Forum Discussion
Manage automatic creation of direct reports group
- Mar 21, 2017
THANK YOU all for your feedback, please see an update in this new thread: https://techcommunity.microsoft.com/t5/Office-365-Groups/Update-Auto-creation-of-Direct-Reports-group-in-Outlook-MC96611/m-p/55318#M2740
So my manager is responsible for a team called ITCS. So we have created a Group called ITCS. All of his direct reports are already part of this group. In this scenario, he would now have the ITCS group that was created by his choice, and a secondary group called "PG's Direct Reports" that have nothing to do with with the formal group.
SCENARIO 2
We have a revolving door of sales managers coming and going. This has the potential to create all kinds of duplicates. Steve has a team of 3 sales reps. Group - Steve's Direct Report gets created. Steve leaves. 3 sales reps transition to Joe. Group - Joe's Direct Reports gets created. Steve's Direct Reports remains out there (abandoned with no owner, clogging up our GAL, increasing the number of unnecessary Groups in a list of Groups)
SCENARIO 3
Manager John has a team called John's Direct Reports. John retires in June. All of his Team's documents, conversations, tasks, etc have been (carefully) loaded into this Group. Bill takes over. A Group gets created for Bill called "Bill's Direct Reports". Users from John's group now are confused and don't know if they should update files in John's old group, Bill's new group. John's old group is abandoned and a "mini migration" needs to be made of old content.

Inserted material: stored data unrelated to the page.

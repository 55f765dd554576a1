//! OAuth 2.0 Protected Resource Metadata (RFC 9728).

use crate::config::HttpServerConfig;
use serde::{Deserialize, Serialize};

/// The document served at `/.well-known/oauth-protected-resource`.
#[derive(Debug, Clone, PartialEq, Serialize, Deserialize)]
pub struct ProtectedResourceMetadata {
    pub resource: String,
    #[serde(default)]
    pub authorization_servers: Vec<String>,
    #[serde(default, skip_serializing_if = "Option::is_none")]
    pub scopes_supported: Option<Vec<String>>,
    #[serde(default, skip_serializing_if = "Option::is_none")]
    pub resource_name: Option<String>,
    #[serde(default, skip_serializing_if = "Option::is_none")]
    pub bearer_methods_supported: Option<Vec<String>>,
}

impl ProtectedResourceMetadata {
    /// Metadata for this server, or `None` when no site URL is configured.
    pub fn for_config(config: &HttpServerConfig) -> Option<Self> {
        config.site_url.as_ref()?;
        Some(Self {
            resource: config.resource_url(),
            authorization_servers: vec![config.mattermost_url.trim_end_matches('/').to_string()],
            scopes_supported: (!config.scopes_supported.is_empty())
                .then(|| config.scopes_supported.clone()),
            resource_name: config.resource_name.clone(),
            bearer_methods_supported: Some(vec!["header".to_string()]),
        })
    }
}

/// `WWW-Authenticate` value for a 401 from this server.
pub fn bearer_challenge(config: &HttpServerConfig, error: Option<&str>) -> String {
    match error {
        Some(error) => format!(
            "Bearer error=\"{}\", resource_metadata=\"{}\"",
            error,
            config.resource_metadata_url()
        ),
        None => format!(
            "Bearer resource_metadata=\"{}\"",
            config.resource_metadata_url()
        ),
    }
}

In each case, Microsoft would have auto-provisioned a group that either needs to be immediately deleted, or would prompt a migration of content (probably IT resources) to accommodate. The CONS list is immensely larger than the PROs list in every scenario I can think of.
For Scenario 1 - A new group shouldn't be created because an existing group already exists (even though the name is different).
For Scenario 2 - I'd probably recommend disabling auto creation of groups for that company and letting them continue to manage groups manually.
For Scenario 3 - When Bill takes over as manager of John's group he should be added to the group as the owner (https://support.office.com/en-us/article/Assign-a-new-owner-to-an-orphaned-group-86bb3db6-8857-45d1-95c8-f6d540e45732) and the system shouldn't create a new group for him.
By the way - Bill, as the new owner, can also change the display name of the group if he likes so that it would now say "Bill's Direct Reports" (or whatever he likes) instead of "John's..."
Hope that helps!
- Brent EllisMar 20, 2017Silver ContributorThis doesnt make sense, how on earth would it know that?
For scenario 1, I created the Group on his behalf. So I don't know how the system would assume that, unless it is looking at all users, and all groups that MIGHT contain all of their direct reports, and assume that is a "Direct Reports" group. Note, there are some non-direct reports in the Group as well.
For Scenario 3, the assumption is we are a few days behind re-assigning Group owner. I'm assuming the job to create Groups runs on a fairly recent schedule. So unless we are on the ball for terminations and moves (which we are always not), I do believe this would create a competing Group.